• WHAT YOU ARE ASKED TO DO:
Check each line of the data below for the word "done", then extract the ones that have it.

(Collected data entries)

+-------+

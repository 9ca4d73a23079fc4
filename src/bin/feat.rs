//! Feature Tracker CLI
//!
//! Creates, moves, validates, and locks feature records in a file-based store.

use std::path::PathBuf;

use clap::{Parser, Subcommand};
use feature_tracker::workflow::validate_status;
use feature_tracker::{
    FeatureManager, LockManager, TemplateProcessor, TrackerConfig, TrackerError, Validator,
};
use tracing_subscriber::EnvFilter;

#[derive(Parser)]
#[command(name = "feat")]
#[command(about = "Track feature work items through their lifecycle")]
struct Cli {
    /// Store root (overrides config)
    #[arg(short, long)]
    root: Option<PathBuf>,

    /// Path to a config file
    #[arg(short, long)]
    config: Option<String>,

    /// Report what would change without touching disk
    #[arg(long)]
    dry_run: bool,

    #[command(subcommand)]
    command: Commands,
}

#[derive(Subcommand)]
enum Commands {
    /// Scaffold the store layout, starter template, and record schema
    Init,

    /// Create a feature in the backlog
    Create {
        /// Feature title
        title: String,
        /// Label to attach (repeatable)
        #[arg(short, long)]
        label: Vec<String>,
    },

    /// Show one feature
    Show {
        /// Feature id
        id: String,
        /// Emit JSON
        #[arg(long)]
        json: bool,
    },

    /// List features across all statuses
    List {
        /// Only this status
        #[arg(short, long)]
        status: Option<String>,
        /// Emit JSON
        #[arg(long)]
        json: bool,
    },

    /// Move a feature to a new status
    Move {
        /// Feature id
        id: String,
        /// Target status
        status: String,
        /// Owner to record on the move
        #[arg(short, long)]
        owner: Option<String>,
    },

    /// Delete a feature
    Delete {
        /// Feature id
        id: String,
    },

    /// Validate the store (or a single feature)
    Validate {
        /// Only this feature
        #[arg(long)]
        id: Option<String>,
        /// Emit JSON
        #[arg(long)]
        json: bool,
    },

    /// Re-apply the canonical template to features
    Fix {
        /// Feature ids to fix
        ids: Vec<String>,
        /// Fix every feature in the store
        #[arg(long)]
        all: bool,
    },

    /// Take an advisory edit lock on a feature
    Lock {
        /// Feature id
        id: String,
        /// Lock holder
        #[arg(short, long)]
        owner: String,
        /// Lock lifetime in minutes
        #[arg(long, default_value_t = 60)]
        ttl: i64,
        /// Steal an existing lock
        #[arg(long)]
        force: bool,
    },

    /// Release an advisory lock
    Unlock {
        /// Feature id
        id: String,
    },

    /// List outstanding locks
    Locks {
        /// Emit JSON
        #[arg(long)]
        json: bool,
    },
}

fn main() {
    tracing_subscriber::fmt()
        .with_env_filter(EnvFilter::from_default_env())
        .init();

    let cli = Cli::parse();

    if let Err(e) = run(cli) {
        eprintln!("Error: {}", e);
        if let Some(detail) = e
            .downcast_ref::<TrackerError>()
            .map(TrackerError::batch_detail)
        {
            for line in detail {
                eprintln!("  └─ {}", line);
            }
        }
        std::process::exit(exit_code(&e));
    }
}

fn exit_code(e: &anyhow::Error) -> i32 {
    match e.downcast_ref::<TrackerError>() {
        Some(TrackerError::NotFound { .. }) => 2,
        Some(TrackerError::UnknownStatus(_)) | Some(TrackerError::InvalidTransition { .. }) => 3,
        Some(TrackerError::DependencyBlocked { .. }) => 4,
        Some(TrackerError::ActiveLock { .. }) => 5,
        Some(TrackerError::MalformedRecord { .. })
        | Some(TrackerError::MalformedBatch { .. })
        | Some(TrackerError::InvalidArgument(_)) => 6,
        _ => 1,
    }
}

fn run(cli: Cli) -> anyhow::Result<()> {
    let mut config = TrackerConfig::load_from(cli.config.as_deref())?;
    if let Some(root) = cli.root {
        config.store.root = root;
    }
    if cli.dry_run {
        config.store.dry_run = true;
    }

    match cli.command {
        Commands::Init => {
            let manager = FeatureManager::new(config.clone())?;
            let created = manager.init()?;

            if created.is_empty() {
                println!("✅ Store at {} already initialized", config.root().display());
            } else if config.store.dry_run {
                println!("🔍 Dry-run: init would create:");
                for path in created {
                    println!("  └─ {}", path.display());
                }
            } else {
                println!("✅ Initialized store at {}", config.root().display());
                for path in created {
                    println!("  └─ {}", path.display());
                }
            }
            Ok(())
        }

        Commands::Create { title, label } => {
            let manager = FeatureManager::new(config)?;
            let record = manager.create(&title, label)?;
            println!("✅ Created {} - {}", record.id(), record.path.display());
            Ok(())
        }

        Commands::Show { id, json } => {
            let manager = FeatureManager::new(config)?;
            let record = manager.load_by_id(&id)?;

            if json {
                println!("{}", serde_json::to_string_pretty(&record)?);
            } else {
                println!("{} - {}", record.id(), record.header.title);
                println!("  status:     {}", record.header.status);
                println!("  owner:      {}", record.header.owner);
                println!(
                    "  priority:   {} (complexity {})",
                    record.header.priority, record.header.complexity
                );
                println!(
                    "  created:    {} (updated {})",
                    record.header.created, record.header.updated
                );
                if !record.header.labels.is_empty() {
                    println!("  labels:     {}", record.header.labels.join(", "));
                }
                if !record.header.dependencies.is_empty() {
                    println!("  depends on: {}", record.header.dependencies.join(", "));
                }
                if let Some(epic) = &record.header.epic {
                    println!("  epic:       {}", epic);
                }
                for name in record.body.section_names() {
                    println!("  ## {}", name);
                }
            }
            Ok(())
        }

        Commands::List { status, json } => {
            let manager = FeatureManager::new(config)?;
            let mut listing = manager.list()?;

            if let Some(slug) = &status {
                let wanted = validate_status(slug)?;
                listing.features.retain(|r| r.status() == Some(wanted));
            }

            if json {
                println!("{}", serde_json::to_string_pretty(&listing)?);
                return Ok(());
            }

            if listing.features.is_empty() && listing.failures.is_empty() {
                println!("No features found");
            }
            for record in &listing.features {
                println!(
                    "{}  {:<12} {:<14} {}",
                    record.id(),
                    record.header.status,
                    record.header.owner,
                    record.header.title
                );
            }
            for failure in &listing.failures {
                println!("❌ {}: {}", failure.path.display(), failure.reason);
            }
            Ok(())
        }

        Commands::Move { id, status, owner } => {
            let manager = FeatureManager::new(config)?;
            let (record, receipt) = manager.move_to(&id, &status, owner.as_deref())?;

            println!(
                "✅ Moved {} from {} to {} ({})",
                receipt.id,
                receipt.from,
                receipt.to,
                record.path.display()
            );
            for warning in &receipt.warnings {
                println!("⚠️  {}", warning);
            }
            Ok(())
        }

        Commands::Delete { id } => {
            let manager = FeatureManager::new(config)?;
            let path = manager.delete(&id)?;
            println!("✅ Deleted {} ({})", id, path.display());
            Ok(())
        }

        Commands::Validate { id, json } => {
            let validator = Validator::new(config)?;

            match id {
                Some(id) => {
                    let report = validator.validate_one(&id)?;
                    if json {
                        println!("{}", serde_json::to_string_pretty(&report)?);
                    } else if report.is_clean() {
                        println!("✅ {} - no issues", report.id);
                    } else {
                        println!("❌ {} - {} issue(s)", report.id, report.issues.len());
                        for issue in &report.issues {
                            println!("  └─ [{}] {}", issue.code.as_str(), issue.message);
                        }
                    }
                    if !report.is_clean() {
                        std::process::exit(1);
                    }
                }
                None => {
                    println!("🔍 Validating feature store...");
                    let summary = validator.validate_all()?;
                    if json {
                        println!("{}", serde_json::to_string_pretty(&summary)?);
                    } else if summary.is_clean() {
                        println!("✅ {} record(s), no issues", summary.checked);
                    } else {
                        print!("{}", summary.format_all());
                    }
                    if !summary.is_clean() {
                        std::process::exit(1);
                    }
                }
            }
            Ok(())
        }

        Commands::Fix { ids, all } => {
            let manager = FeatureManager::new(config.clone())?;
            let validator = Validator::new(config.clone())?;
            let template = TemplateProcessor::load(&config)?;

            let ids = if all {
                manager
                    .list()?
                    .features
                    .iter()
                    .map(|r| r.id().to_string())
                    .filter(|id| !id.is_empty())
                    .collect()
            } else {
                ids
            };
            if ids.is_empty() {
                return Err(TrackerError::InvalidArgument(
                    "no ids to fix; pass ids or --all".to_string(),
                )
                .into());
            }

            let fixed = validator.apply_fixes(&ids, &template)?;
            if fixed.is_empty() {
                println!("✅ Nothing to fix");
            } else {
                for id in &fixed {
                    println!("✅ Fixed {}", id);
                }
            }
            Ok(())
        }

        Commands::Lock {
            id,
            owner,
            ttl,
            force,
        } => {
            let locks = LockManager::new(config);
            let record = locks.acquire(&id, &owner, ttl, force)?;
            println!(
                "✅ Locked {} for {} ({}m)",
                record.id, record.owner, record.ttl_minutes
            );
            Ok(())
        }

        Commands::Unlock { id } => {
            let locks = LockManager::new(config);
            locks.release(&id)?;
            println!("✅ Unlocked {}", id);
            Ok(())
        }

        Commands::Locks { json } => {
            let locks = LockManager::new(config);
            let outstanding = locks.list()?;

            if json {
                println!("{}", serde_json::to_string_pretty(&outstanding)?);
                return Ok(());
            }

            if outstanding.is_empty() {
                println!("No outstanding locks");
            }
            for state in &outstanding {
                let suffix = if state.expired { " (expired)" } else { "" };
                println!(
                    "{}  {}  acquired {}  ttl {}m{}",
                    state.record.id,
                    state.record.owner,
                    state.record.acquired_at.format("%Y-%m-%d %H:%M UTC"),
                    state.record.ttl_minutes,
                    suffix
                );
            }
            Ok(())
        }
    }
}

+-------+

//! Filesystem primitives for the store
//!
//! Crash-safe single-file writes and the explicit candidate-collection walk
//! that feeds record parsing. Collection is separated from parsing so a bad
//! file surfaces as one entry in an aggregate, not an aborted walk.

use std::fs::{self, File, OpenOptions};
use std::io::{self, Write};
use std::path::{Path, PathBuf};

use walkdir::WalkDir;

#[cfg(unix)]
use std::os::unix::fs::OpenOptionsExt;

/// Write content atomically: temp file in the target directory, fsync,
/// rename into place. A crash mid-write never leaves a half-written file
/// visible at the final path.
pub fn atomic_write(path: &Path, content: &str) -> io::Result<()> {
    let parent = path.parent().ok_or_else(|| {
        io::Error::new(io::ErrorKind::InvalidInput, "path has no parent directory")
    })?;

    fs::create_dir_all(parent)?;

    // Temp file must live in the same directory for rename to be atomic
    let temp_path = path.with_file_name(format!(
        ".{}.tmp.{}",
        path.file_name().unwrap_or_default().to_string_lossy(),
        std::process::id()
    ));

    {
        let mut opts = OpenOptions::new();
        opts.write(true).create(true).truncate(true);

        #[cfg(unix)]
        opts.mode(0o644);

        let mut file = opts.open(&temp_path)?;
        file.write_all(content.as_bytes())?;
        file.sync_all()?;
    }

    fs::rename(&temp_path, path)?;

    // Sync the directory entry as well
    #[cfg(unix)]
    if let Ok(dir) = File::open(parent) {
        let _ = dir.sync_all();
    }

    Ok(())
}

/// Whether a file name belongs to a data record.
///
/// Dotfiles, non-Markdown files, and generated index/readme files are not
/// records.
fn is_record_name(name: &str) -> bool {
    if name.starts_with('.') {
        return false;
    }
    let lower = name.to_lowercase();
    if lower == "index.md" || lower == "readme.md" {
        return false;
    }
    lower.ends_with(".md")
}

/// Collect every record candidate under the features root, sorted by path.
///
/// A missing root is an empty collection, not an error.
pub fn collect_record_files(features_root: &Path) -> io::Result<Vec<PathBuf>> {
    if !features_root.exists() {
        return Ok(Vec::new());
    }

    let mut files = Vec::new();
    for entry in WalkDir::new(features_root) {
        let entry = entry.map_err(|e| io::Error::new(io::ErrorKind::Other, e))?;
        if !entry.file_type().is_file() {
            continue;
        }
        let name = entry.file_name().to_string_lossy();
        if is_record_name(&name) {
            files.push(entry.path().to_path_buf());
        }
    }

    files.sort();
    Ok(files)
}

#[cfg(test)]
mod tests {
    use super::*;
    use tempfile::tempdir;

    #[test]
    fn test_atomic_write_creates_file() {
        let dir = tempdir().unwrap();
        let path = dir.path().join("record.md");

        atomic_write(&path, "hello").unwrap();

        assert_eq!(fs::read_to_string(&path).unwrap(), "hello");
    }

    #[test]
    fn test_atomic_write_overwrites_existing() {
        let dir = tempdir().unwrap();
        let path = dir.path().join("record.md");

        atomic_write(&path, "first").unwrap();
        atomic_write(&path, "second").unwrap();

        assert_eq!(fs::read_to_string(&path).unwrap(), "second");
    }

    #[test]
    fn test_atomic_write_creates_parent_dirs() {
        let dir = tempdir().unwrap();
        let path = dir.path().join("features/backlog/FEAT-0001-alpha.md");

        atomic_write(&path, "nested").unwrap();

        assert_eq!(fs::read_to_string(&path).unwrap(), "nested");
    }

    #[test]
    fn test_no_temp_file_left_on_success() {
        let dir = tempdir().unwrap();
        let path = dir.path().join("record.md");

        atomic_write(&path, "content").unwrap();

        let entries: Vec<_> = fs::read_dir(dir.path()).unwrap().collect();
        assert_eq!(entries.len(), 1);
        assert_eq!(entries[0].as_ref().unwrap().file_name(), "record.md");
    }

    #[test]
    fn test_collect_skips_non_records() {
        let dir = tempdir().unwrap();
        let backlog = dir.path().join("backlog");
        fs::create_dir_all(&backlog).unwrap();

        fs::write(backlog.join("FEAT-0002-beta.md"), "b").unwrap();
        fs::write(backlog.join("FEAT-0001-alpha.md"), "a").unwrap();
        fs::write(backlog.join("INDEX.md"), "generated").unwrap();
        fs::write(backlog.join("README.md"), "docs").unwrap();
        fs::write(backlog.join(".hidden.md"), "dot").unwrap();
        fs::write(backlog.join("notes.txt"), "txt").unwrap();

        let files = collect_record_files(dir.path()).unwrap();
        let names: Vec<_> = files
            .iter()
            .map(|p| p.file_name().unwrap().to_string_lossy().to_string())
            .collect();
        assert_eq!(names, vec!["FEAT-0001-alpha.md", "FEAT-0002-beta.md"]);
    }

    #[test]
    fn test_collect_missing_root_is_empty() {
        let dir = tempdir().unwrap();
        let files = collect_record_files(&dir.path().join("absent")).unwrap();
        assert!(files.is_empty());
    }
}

+-------+

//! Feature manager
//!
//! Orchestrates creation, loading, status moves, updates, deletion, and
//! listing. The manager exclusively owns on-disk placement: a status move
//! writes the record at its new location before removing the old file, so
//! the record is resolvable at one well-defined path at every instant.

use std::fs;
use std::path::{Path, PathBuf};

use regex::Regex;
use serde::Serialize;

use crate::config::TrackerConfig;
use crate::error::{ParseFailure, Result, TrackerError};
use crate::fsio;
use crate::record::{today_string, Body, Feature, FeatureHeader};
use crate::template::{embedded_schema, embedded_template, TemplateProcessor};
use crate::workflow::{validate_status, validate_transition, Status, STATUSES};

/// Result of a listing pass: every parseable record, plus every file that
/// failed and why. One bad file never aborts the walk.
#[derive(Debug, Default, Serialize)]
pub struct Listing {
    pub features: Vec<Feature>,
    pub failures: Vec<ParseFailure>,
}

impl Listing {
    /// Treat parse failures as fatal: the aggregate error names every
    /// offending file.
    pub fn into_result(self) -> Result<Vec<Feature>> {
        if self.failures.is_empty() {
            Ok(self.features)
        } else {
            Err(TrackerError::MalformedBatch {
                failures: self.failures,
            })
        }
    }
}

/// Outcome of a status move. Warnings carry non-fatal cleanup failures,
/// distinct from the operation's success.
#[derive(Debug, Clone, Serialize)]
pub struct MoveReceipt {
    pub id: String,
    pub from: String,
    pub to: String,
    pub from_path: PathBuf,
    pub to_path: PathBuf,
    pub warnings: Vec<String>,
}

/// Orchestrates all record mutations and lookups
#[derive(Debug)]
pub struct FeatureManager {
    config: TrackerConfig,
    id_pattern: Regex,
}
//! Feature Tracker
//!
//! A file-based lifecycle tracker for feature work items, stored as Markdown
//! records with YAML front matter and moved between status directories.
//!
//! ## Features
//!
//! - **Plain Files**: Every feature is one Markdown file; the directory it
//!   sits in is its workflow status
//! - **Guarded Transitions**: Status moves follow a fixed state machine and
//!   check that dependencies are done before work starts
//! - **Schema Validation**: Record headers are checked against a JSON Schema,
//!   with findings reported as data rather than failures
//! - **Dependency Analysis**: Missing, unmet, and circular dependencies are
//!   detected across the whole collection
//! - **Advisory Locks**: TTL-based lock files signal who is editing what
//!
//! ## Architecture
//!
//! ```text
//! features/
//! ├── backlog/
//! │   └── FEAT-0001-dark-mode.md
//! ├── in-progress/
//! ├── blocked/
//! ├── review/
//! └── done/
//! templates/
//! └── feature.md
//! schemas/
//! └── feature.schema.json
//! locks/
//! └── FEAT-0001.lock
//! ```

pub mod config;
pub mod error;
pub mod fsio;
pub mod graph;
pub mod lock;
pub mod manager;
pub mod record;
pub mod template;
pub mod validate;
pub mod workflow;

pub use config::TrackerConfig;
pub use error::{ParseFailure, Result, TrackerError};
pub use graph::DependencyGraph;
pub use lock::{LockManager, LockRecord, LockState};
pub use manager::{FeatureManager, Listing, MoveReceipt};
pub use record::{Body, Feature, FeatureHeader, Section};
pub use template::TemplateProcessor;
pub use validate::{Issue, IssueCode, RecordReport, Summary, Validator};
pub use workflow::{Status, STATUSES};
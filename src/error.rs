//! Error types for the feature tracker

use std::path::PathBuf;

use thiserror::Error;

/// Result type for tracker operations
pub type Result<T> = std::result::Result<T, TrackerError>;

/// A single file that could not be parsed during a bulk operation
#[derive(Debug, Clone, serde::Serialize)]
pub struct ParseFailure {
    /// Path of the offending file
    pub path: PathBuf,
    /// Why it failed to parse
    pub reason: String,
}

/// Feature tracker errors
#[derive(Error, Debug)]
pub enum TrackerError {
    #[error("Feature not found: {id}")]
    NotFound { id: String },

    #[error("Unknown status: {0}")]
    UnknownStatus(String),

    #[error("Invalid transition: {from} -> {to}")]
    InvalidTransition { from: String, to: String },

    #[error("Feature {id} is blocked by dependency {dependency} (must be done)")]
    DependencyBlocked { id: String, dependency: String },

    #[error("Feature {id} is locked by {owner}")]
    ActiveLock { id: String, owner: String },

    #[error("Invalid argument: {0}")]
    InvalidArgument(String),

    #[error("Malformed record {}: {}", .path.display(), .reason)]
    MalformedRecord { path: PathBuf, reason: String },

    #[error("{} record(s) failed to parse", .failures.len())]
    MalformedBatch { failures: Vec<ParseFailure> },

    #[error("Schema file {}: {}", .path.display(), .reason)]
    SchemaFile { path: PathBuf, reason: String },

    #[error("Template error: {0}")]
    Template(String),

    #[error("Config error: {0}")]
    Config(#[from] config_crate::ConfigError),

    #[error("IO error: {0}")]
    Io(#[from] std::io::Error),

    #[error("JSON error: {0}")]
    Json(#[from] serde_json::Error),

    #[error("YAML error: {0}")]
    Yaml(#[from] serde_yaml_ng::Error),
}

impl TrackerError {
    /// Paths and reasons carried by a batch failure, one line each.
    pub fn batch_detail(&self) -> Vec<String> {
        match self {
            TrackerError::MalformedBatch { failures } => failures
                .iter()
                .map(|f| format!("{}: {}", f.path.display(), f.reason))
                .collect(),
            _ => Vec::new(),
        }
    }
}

+-------+

• ANSWER SPACE:
//!   check that dependencies are done before work starts
//! └── done/
    #[error("Feature {id} is blocked by dependency {dependency} (must be done)")]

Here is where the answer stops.